Photo Solidaire, Salim Hellalet

Un Congrès du PTB, comment ça se passe ?

C’est la question que Solidaire a posée à une vingtaine de participants. Qui nous ont livré leurs impressions le samedi 13 juin, juste après le meeting de clôture au palais du Heyzel.

« On regarde vers l’avant, pas vers l’arrière »

Irina Meeusen, 27 ans, Anvers, agent de communication et de collecte de fonds  à KIYO, une ONG pour les droits des enfants.

Je ne suis active au PTB que depuis quelques années, depuis le Congrès du Renouveau (Congrès précédent, en 2008). Je suis donc arrivée quand le parti avait déjà traversé quelques crises et pris des décisions pour se renouveler. Je constate qu’ici, on regarde énormément vers l’avant et non vers l’arrière. Cela me semble sain. Nous nous centrons aujourd’hui sur la lutte sociale et travaillons à des solutions positives, alternatives, constructives aux problèmes.

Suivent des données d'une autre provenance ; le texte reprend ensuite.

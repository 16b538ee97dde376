//! Per-owner interactive session lifecycle: opening a shell, translating
//! chat-message input into stdin bytes, and tearing the session down exactly
//! once regardless of which path (EOF, exit sentinel, surface-gone, external
//! cancel) triggered it.
//!
//! Grounded on the teacher's `SessionContext`/`Registry` (owner-keyed
//! `DashMap`, one background task owning the mutable state) generalized from
//! UUID-keyed AI-agent sessions to owner-id-keyed shell sessions, and on the
//! original `Shell` cog's `on_message`/`_read_output` for the state machine
//! and input-translation semantics.

use std::path::PathBuf;
use std::sync::atomic::{AtomicBool, Ordering};
use std::sync::Arc;
use std::time::Duration;

use dashmap::mapref::entry::Entry;
use dashmap::DashMap;
use thiserror::Error;
use tokio::sync::{mpsc, Mutex as AsyncMutex};

use crate::ansi::AnsiInterpreter;
use crate::coalescer::{format_content, Coalescer, RenderEvent};
use crate::config::Config;
use crate::error::DispatchError;
use crate::framebuffer::Framebuffer;
use crate::log;
use crate::sandbox::{InteractiveControl, InteractiveHandle, ReadOutcome, SandboxDispatcher};
use crate::surface::{Surface, SurfaceRef};

const LOG: &str = "session";

#[derive(Debug, Error)]
pub enum SessionError {
    #[error("a session is already running for this owner")]
    AlreadyRunning,
    #[error("container is not running")]
    HealthDown,
    #[error("no running session for this owner")]
    NotRunning,
    #[error(transparent)]
    Dispatch(#[from] DispatchError),
}

/// Fire-and-forget notification emitted after an owner's command completes
/// (one-shot or interactive). The callback's return value, panics aside, has
/// no effect on shell state: it is never re-entered into the dispatcher.
#[derive(Debug, Clone)]
pub struct AchievementEvent {
    pub owner_id: String,
    pub trigger: AchievementTrigger,
}

#[derive(Debug, Clone)]
pub enum AchievementTrigger {
    SessionOpened,
    CommandExecuted { command: String, exit_code: i32 },
    InteractiveInput { text: String },
}

pub type AchievementCallback = Arc<dyn Fn(AchievementEvent) + Send + Sync>;

/// Result of translating one chat message into bytes for the process's
/// stdin, or the exit sentinel that never reaches the process at all.
#[derive(Debug, PartialEq, Eq)]
pub enum Translated {
    Exit,
    Bytes(Vec<u8>),
}

const EOF_GUARD_MESSAGE: &str = "echo use [EXIT] to close the shell session\n";

/// Translates one user message into process-stdin bytes per the documented
/// token table, applied left to right in a single forward scan so that bytes
/// produced by one substitution (e.g. the literal `[EXIT]` text inside the
/// `[^D]` guard message) are never re-interpreted as a new token.
pub fn translate_input(message: &str) -> Translated {
    if message.trim() == "[EXIT]" {
        return Translated::Exit;
    }

    let chars: Vec<char> = message.chars().collect();
    let mut out = Vec::new();
    let mut i = 0;
    while i < chars.len() {
        if let Some((consumed, mut bytes)) = match_token(&chars, i) {
            out.append(&mut bytes);
            i += consumed;
        } else {
            let mut buf = [0u8; 4];
            out.extend_from_slice(chars[i].encode_utf8(&mut buf).as_bytes());
            i += 1;
        }
    }
    Translated::Bytes(out)
}

fn literal_at(chars: &[char], i: usize, token: &str) -> bool {
    let tc: Vec<char> = token.chars().collect();
    i + tc.len() <= chars.len() && chars[i..i + tc.len()] == tc[..]
}
use crate::ast::types::Type;

/// One atomic instruction produced by the parser.
///
/// Comma-separated declaration and assignment lines are flattened into
/// one instruction per variable before they reach the analyzer, so the
/// stream is always a flat ordered sequence.
#[derive(Debug, Clone, PartialEq)]
pub enum InstructionKind {
    /// `BLOCO <name>`: opens a nested scope. The block name is carried
    /// for reporting but never matched against the closing `FIM`.
    Block { name: String },
    /// `FIM <name>`: closes the innermost open scope.
    EndBlock { name: String },
    /// `PRINT <name>`: reports a variable's type and current value.
    Print { name: String },
    /// `NUMERO <name>` / `CADEIA <name>`: declares a variable without a value.
    Declare { name: String, declared_type: Type },
    /// `<name> = <operand>`: assigns to an existing variable or implicitly
    /// declares a new one with an inferred type. The operand is kept as raw
    /// text and resolved at execution time; `None` means no operand was given.
    Assign { name: String, operand: Option<String> },
}

#[derive(Debug, Clone)]
pub struct Instruction {
    pub kind: InstructionKind,
    /// 1-based source line this instruction came from.
    pub line: usize,
}

impl Instruction {
    pub fn new(kind: InstructionKind, line: usize) -> Self {
        Instruction { kind, line }
    }
}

Nous devons surtout réfléchir à définir le type de société que nous voulons et ce que nous défendons. 

Ce congrès a très bien trouvé l’équilibre entre, d’une part, les principes de base du parti – le marxisme – et, d’autre part, ce regard neuf, élargi, sur d’autres problématiques de la société, comme le racisme, le climat, les droits des femmes… Tout cela a été fortement à l’avant-plan dans le meeting de clôture. On a vraiment pris le temps de mettre ces thèmes en avant, de susciter l’enthousiasme des gens pour ceux-ci et d’en faire d’importants points de lutte. 

Nous savons ce que nous défendons, mais nous donnons aussi au monde extérieur le signal que nous portons un regard ouvert sur tous les aspects de la société. Le meeting de clôture était très enthousiasmant. Cela donne de l’oxygène, du carburant pour encore mieux mener la lutte sociale. 

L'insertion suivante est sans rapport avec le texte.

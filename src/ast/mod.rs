//! Instruction and type definitions shared by the parser and the analyzer.
//!
//! This module contains the data model the rest of the crate operates on:
//!
//! - instruction: The flat instruction stream produced by the parser
//! - types: The language's type system and runtime values

pub mod instruction;
pub mod types;
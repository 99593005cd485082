//! Type system definitions for the language.
//!
//! The language has exactly two declarable types:
//!
//! - `NUMERO`: numeric values, stored as 64-bit floats
//! - `CADEIA`: text values
//!
//! A variable's type is fixed when its symbol is created and never changes
//! afterwards; only the value may be replaced, and only by a value of a
//! compatible type.

use lazy_static::lazy_static;
use std::{collections::HashMap, fmt::Display};

lazy_static! {
    pub static ref TYPE_LOOKUP: HashMap<&'static str, Type> = {
        let mut map = HashMap::new();
        map.insert("NUMERO", Type::Number);
        map.insert("CADEIA", Type::Text);
        map
    };
}

/// The declarable types of the language.
#[derive(Debug, Clone, Copy, PartialEq, Eq)]
pub enum Type {
    Number,
    Text,
}

impl Type {
    /// Infers the type a value would be declared with when no explicit
    /// type annotation is present. Unset values carry no type.
    pub fn infer(value: &Value) -> Option<Type> {
        match value {
            Value::Number(_) => Some(Type::Number),
            Value::Text(_) => Some(Type::Text),
            Value::Unset => None,
        }
    }
}

impl Display for Type {
    fn fmt(&self, f: &mut std::fmt::Formatter<'_>) -> std::fmt::Result {
        match self {
            Type::Number => write!(f, "NUMERO"),
            Type::Text => write!(f, "CADEIA"),
        }
    }
}

/// A runtime value held by a variable.
///
/// Integral and fractional source forms are stored uniformly as `f64`;
/// the distinction exists only in source text. `Unset` marks a declared
/// variable that has not received a value yet.
#[derive(Debug, Clone, PartialEq)]
pub enum Value {
    Number(f64),
    Text(String),
    Unset,
}

impl Value {
    /// Whether this value can be stored in a slot of the given type.
    pub fn is_compatible_with(&self, ty: Type) -> bool {
        match self {
            Value::Number(_) => ty == Type::Number,
            Value::Text(_) => ty == Type::Text,
            Value::Unset => false,
        }
    }

    pub fn is_unset(&self) -> bool {
        matches!(self, Value::Unset)
    }
}

impl Display for Value {
    fn fmt(&self, f: &mut std::fmt::Formatter<'_>) -> std::fmt::Result {
        match self {
            Value::Number(number) => write!(f, "{}", number),
            Value::Text(text) => write!(f, "{}", text),
            Value::Unset => write!(f, "unset"),
        }
    }
}
//! Diagnostic types for parsing and analysis.
//!
//! This module defines the diagnostics reported throughout the pipeline.
//! It includes:
//!
//! - Diagnostic structures with source line information
//! - Specific diagnostic kinds for parse and analysis failures
//! - Stable diagnostic names and display formatting
//!
//! No diagnostic is fatal: both the parser and the analyzer report and
//! continue with the next line or instruction.

pub mod errors;
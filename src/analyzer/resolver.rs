use lazy_static::lazy_static;
use regex::Regex;

use crate::ast::types::Value;

use super::scope::ScopeStack;

lazy_static! {
    static ref INTEGER_PATTERN: Regex = Regex::new(r"^-?[0-9]+$").unwrap();
    static ref SIGNED_DIGITS_PATTERN: Regex = Regex::new(r"^[+-]?[0-9]+$").unwrap();
}

/// Resolves a raw textual operand into a runtime value.
///
/// Resolution tries each form in order and takes the first match:
///
/// 1. No operand at all resolves to `Unset`.
/// 2. Text surrounded by one pair of double quotes resolves to `Text`,
///    with that pair stripped and no escape processing. A solitary `"`
///    is not a pair and falls through.
/// 3. An optionally-negative run of digits resolves to `Number`.
/// 4. Anything containing a decimal point, or an optionally-signed run
///    of digits, is parsed as a float. A malformed form such as `1.2.3`
///    falls through instead of failing.
/// 5. Everything else is a variable reference: the trimmed name is
///    looked up innermost-first, and the referenced value is copied.
///    Unbound or unset references resolve to `Unset`; reporting that is
///    the caller's concern at the point of use.
pub fn resolve_value(raw: Option<&str>, scopes: &ScopeStack) -> Value {
    let raw = match raw {
        Some(raw) => raw,
        None => return Value::Unset,
    };

    if let Some(text) = strip_quote_pair(raw) {
        return Value::Text(text.to_string());
    }

    if INTEGER_PATTERN.is_match(raw) {
        if let Ok(number) = raw.parse::<f64>() {
            return Value::Number(number);
        }
    }

    if raw.contains('.') || SIGNED_DIGITS_PATTERN.is_match(raw) {
        if let Ok(number) = raw.parse::<f64>() {
            return Value::Number(number);
        }
    }

    match scopes.lookup_value(raw.trim()) {
        Some(value) => value.clone(),
        None => Value::Unset,
    }
}

fn strip_quote_pair(raw: &str) -> Option<&str> {
    if raw.len() >= 2 && raw.starts_with('"') && raw.ends_with('"') {
        Some(&raw[1..raw.len() - 1])
    } else {
        None
    }
}
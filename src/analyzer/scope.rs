use indexmap::IndexMap;

use crate::ast::types::{Type, Value};

/// An ordered map from variable names to their symbols.
///
/// Declaration order is preserved so that scope contents can be walked
/// and reported deterministically.
pub type Scope = IndexMap<String, Symbol>;

/// A declared variable: its name, its fixed type, and its current value.
///
/// The type is set when the symbol is created and never changes for the
/// lifetime of the owning scope. Value replacement goes through
/// [`Symbol::assign`], which rejects missing or incompatible values.
#[derive(Debug, Clone)]
pub struct Symbol {
    name: String,
    symbol_type: Type,
    value: Value,
}

impl Symbol {
    pub fn new(name: String, symbol_type: Type, value: Value) -> Self {
        Symbol {
            name,
            symbol_type,
            value,
        }
    }

    pub fn get_name(&self) -> &str {
        &self.name
    }

    pub fn get_type(&self) -> Type {
        self.symbol_type
    }

    pub fn get_value(&self) -> &Value {
        &self.value
    }

    /// Replaces the symbol's value, keeping its type fixed.
    pub fn assign(&mut self, value: Value) -> Result<(), DeclareError> {
        if value.is_unset() || !value.is_compatible_with(self.symbol_type) {
            return Err(DeclareError::TypeMismatch);
        }
        self.value = value;
        Ok(())
    }
}

/// Why the scope stack rejected a declaration or assignment.
#[derive(Debug, Clone, Copy, PartialEq, Eq)]
pub enum DeclareError {
    /// The value is missing or incompatible with the symbol's fixed type.
    TypeMismatch,
    /// No declared type and no value to infer one from.
    IndeterminateType,
}

/// The stack of lexical scopes, innermost scope last.
///
/// The first pushed scope is the root scope of a run. `pop_scope` refuses
/// to remove it, so a stray `FIM` can never leave the stack without a
/// frame to declare into.
#[derive(Debug)]
pub struct ScopeStack {
    scopes: Vec<Scope>,
}

impl ScopeStack {
    pub fn new() -> Self {
        ScopeStack { scopes: vec![] }
    }

    pub fn depth(&self) -> usize {
        self.scopes.len()
    }

    pub fn push_scope(&mut self) {
        self.scopes.push(Scope::new());
    }

    /// Removes and returns the innermost scope, or `None` when only the
    /// root scope (or nothing) remains.
    pub fn pop_scope(&mut self) -> Option<Scope> {
        if self.scopes.len() > 1 {
            self.scopes.pop()
        } else {
            None
        }
    }

    /// Drops every scope, including the root.
    pub fn clear(&mut self) {
        self.scopes.clear();
    }

    /// Finds the innermost binding of `name`, scanning outwards.
    pub fn lookup(&self, name: &str) -> Option<&Symbol> {
        for scope in self.scopes.iter().rev() {
            if let Some(symbol) = scope.get(name) {
                return Some(symbol);
            }
        }
        None
    }

    /// Finds the innermost binding of `name` that actually holds a value.
    ///
    /// A declared-but-unset binding does not stop the scan here: reference
    /// resolution treats it as absent and keeps looking outwards.
    pub fn lookup_value(&self, name: &str) -> Option<&Value> {
        for scope in self.scopes.iter().rev() {
            if let Some(symbol) = scope.get(name) {
                if !symbol.get_value().is_unset() {
                    return Some(symbol.get_value());
                }
            }
        }
        None
    }

    /// Declares `name` in the current scope, or updates it if the current
    /// scope already has it. Outer scopes are never touched: assigning to
    /// a name bound only in an outer scope creates an inner shadow.
    ///
    /// For an existing symbol the value must be present and compatible
    /// with its fixed type. For a new symbol the type is the declared one
    /// if given, otherwise inferred from the value.
    pub fn declare_or_update(
        &mut self,
        name: &str,
        declared_type: Option<Type>,
        value: Value,
    ) -> Result<(), DeclareError> {
        let current = self.scopes.last_mut().expect("scope stack empty");

        if let Some(symbol) = current.get_mut(name) {
            return symbol.assign(value);
        }

        let symbol_type = match declared_type {
            Some(symbol_type) => symbol_type,
            None => Type::infer(&value).ok_or(DeclareError::IndeterminateType)?,
        };

        if !value.is_unset() && !value.is_compatible_with(symbol_type) {
            return Err(DeclareError::TypeMismatch);
        }

        current.insert(
            name.to_string(),
            Symbol::new(name.to_string(), symbol_type, value),
        );
        Ok(())
    }
}

impl Default for ScopeStack {
    fn default() -> Self {
        Self::new()
    }
}
//! Backend HTTP Client - Enveloped REST Client with Retries
//!
//! Wraps reqwest for all backend API interactions: transient failures
//! (transport errors, 5xx, 429) retry with exponential backoff, while a
//! declared API error in the `{ data, error }` envelope fails
//! immediately with the extracted message.

use std::time::Duration;

use anyhow::{Context, Result};
use reqwest::{Client, Response, StatusCode};
use serde::de::DeserializeOwned;
use serde::Serialize;
use tokio::time::sleep;
use tracing::{debug, warn};

use super::types::Envelope;
use crate::config::ApiConfig;

/// Configuration for the backend HTTP client.
#[derive(Debug, Clone)]
pub struct ApiClientConfig {
    /// Backend base URL.
    pub base_url: String,
    /// Request timeout.
    pub timeout: Duration,
    /// Maximum retries on transient errors.
    pub max_retries: u32,
    /// Base delay between retries (exponential backoff).
    pub retry_base_delay: Duration,
}

impl Default for ApiClientConfig {
    fn default() -> Self {
        Self {
            base_url: "http://127.0.0.1:3000".to_string(),
            timeout: Duration::from_secs(30),
            max_retries: 3,
            retry_base_delay: Duration::from_millis(200),
        }
    }
}

impl ApiClientConfig {
    pub fn from_config(config: &ApiConfig) -> Self {
        Self {
            base_url: config.base_url.clone(),
            timeout: Duration::from_millis(config.timeout_ms),
            max_retries: config.max_retries,
            retry_base_delay: Duration::from_millis(config.retry_base_delay_ms),
        }
    }
}

/// Enveloped REST client for the backend order-construction API.
pub struct ApiClient {
    http: Client,
    config: ApiClientConfig,
}

impl ApiClient {
    pub fn new(config: ApiClientConfig) -> Result<Self> {
        let http = Client::builder()
            .timeout(config.timeout)
            .pool_max_idle_per_host(5)
            .build()
            .context("Failed to build HTTP client")?;

        Ok(Self { http, config })
    }

    /// GET a path and unwrap the `{ data, error }` envelope.
    pub async fn get_data<T: DeserializeOwned>(&self, path: &str) -> Result<T> {
        let response = self.execute_with_retry("GET", path, None).await?;
        Self::unwrap_envelope(response, path).await
    }

    /// POST a JSON body (or nothing) and unwrap the envelope.
    pub async fn post_data<B: Serialize, T: DeserializeOwned>(
        &self,
        path: &str,
        body: Option<&B>,
    ) -> Result<T> {
        let body_json = body
            .map(serde_json::to_string)
            .transpose()
            .context("Failed to serialize request body")?;
        let response = self
            .execute_with_retry("POST", path, body_json.as_deref())
            .await?;
        Self::unwrap_envelope(response, path).await
    }

    /// Whether the backend answers `GET /health`.
    pub async fn health_check(&self) -> bool {
        self.execute_with_retry("GET", "/health", None)
            .await
            .is_ok()
    }

    /// Execute a request, retrying transport errors and 5xx/429.
    async fn execute_with_retry(
        &self,
        method: &str,
        path: &str,
        body: Option<&str>,
    ) -> Result<Response> {
        let url = format!("{}{}", self.config.base_url, path);
        let mut last_error = None;

        for attempt in 0..=self.config.max_retries {
            if attempt > 0 {
                let delay = self.config.retry_base_delay * 2u32.pow(attempt - 1);
                debug!(attempt, delay_ms = delay.as_millis(), path, "Retrying request");
                sleep(delay).await;
            }

            let request = match method {
                "POST" => {
                    let mut req = self
                        .http
                        .post(&url)
                        .header("Content-Type", "application/json");
                    if let Some(b) = body {
                        req = req.body(b.to_string());
                    }
                    req
                }
                _ => self.http.get(&url),
            };

            match request.send().await {
                Ok(response) => match response.status() {
                    status if status.is_success() => return Ok(response),
                    StatusCode::TOO_MANY_REQUESTS => {
                        warn!(path, "Rate limited by backend, backing off");
                        last_error = Some(anyhow::anyhow!("Rate limited"));
                        continue;
                    }
                    status if status.is_server_error() => {
                        warn!(status = %status, path, "Server error, retrying");
                        last_error = Some(anyhow::anyhow!("Server error: {status}"));
                        continue;
                    }
                    // 4xx responses still carry an envelope with the
                    // declared error; surface it without retrying.
                    _ => return Ok(response),
                },
                Err(e) => {
                    warn!(error = %e, attempt, path, "Request failed");
                    last_error = Some(e.into());
                    continue;
                }
            }
        }

        Err(last_error.unwrap_or_else(|| anyhow::anyhow!("Max retries exceeded")))
    }

    /// Parse the envelope, failing with the declared error message when
    /// `error` is non-null or `data` is missing.
    async fn unwrap_envelope<T: DeserializeOwned>(response: Response, path: &str) -> Result<T> {
        let status = response.status();
        let body = response
            .text()
            .await
            .with_context(|| format!("Failed to read response body for {path}"))?;

        let envelope: Envelope<T> = serde_json::from_str(&body).with_context(|| {
            format!("Malformed response for {path} (status {status})")
        })?;

        if let Some(error) = envelope.error {
            anyhow::bail!("{}", error.message());
        }
        envelope
            .data
            .ok_or_else(|| anyhow::anyhow!("Backend returned no data for {path}"))
    }
}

« Je me suis rendu compte que j’avais sous-estimé l’importance de l’écologie »

Danaé Michaux Maimone, 28 ans, Bruxelles, magasinier-vendeuse au Colruyt.

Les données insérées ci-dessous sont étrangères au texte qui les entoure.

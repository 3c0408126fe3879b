//! Health Check Server - Liveness and Readiness Probes
//!
//! Exposes /live and /ready endpoints via axum 0.7. Readiness depends
//! on backend reachability and feed connectivity.

use std::sync::Arc;

use axum::extract::State;
use axum::http::StatusCode;
use axum::response::IntoResponse;
use axum::routing::get;
use axum::Router;
use tokio::sync::watch;
use tracing::{info, instrument};

/// Shared health state polled by readiness probes.
#[derive(Debug, Clone)]
pub struct HealthState {
    /// Whether the backend answers its health endpoint.
    pub backend_healthy: Arc<std::sync::atomic::AtomicBool>,
    /// Whether the market-data feed is connected.
    pub feed_healthy: Arc<std::sync::atomic::AtomicBool>,
}

impl HealthState {
    /// Create a new health state (all healthy by default).
    pub fn new() -> Self {
        Self {
            backend_healthy: Arc::new(std::sync::atomic::AtomicBool::new(true)),
            feed_healthy: Arc::new(std::sync::atomic::AtomicBool::new(true)),
        }
    }

    /// Check if the desk is ready to serve traffic.
    pub fn is_ready(&self) -> bool {
        use std::sync::atomic::Ordering;
        self.backend_healthy.load(Ordering::Relaxed) && self.feed_healthy.load(Ordering::Relaxed)
    }
}

impl Default for HealthState {
    fn default() -> Self {
        Self::new()
    }
}

/// Axum-based health check HTTP server.
pub struct HealthServer {
    /// Health state shared with all components.
    state: Arc<HealthState>,
    /// Bind port.
    port: u16,
}

impl HealthServer {
    pub fn new(state: Arc<HealthState>, port: u16) -> Self {
        Self { state, port }
    }

    /// Run the health check server until shutdown.
    #[instrument(skip(self, shutdown))]
    pub async fn run(self, mut shutdown: watch::Receiver<bool>) -> anyhow::Result<()> {
        let app = Router::new()
            .route("/live", get(Self::liveness))
            .route("/ready", get(Self::readiness))
            .with_state(Arc::clone(&self.state));

        let addr = format!("0.0.0.0:{}", self.port);
        let listener = tokio::net::TcpListener::bind(&addr).await?;

        info!(address = %addr, "Health server started");

        axum::serve(listener, app)
            .with_graceful_shutdown(async move {
                let _ = shutdown.changed().await;
            })
            .await?;

        Ok(())
    }

    /// Liveness probe: always returns 200 if the process is running.
    async fn liveness() -> impl IntoResponse {
        (StatusCode::OK, "OK")
    }

    /// Readiness probe: returns 200 only if backend and feed are healthy.
    async fn readiness(State(state): State<Arc<HealthState>>) -> impl IntoResponse {
        if state.is_ready() {
            (StatusCode::OK, "READY")
        } else {
            (StatusCode::SERVICE_UNAVAILABLE, "NOT READY")
        }
    }
}

#[cfg(test)]
mod tests {
    use super::*;
    use std::sync::atomic::Ordering;

    #[test]
    fn test_readiness_tracks_components() {
        let state = HealthState::new();
        assert!(state.is_ready());
        state.feed_healthy.store(false, Ordering::Relaxed);
        assert!(!state.is_ready());
        state.feed_healthy.store(true, Ordering::Relaxed);
        state.backend_healthy.store(false, Ordering::Relaxed);
        assert!(!state.is_ready());
    }
}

Au tout début, on a présenté le Congrès aux membres du groupe de base. J’ai rédigé une lettre de motivation pour me présenter aux élections. Comme c’est un moment extrêmement important pour le parti, je voulais apporter ma pierre à l’édifice.

J’ai fait des amendements sur le chapitre lié au monde du travail. Cela ne me semblait pas clair. Maintenant, c’est beaucoup mieux. Dès le début, je me suis dit : « Pourrais-je convaincre sur mon lieu de travail avec ces textes ? »

Le Congrès, depuis les élections en groupe de base jusqu’au meeting de clôture, demandait énormément de travail à tous les délégués. Entre l’étude des textes, les amendements à faire, les discussions en Commissions, en séances plénières… Mais ça valait la peine !

Ce qui m’a frappée dans les discussions en Commissions, c’est les sujets que d’autres délégués ont amenés alors que je ne m’y étais pas attardée. J’ai dû me creuser la tête pour me faire une opinion, donner mon avis. Sur la place des jeunes, celle des femmes dans le parti, les quotas, etc. C’était très riche.

Je suis très contente de voir que le parti a fait le constat que les ouvriers et les femmes n’occupaient pas assez de postes à responsabilités. Et qu’on allait mettre en œuvre des mesures concrètes pour changer cela. Et je suis heureuse aussi que l’on s’ouvre à d’autres catégories de travailleurs, comme les indépendants ou les agriculteurs. Ils sont touchés de la même manière par les politiques d’austérité que les autres travailleurs. Sinon, on divise le monde du travail, au lieu de l’unifier.

Le fait de creuser les contradictions lors des séances plénières m’a forcé à me positionner sur des sujets qui ne me paraissaient pas comme étant primordiaux. Par exemple, je n’étais pas très sensible à l’écologie. Pour moi, cela passait après d’autres sujets. Mais après les différentes interventions de délégués, je me suis rendu compte à quel point j’avais sous-estimé ce sujet et à quel point il devait être mis en évidence dans nos textes et nos prises de position futures. Et j’ai réalisé que je devais beaucoup travailler sur le sujet pour me former, sinon je n’arriverai pas à convaincre d’autres personnes.

« Les jeunes en avant »

Petya Obolensky, 33 ans, Schaerbeek, accueillant à Médecine pour le Peuple.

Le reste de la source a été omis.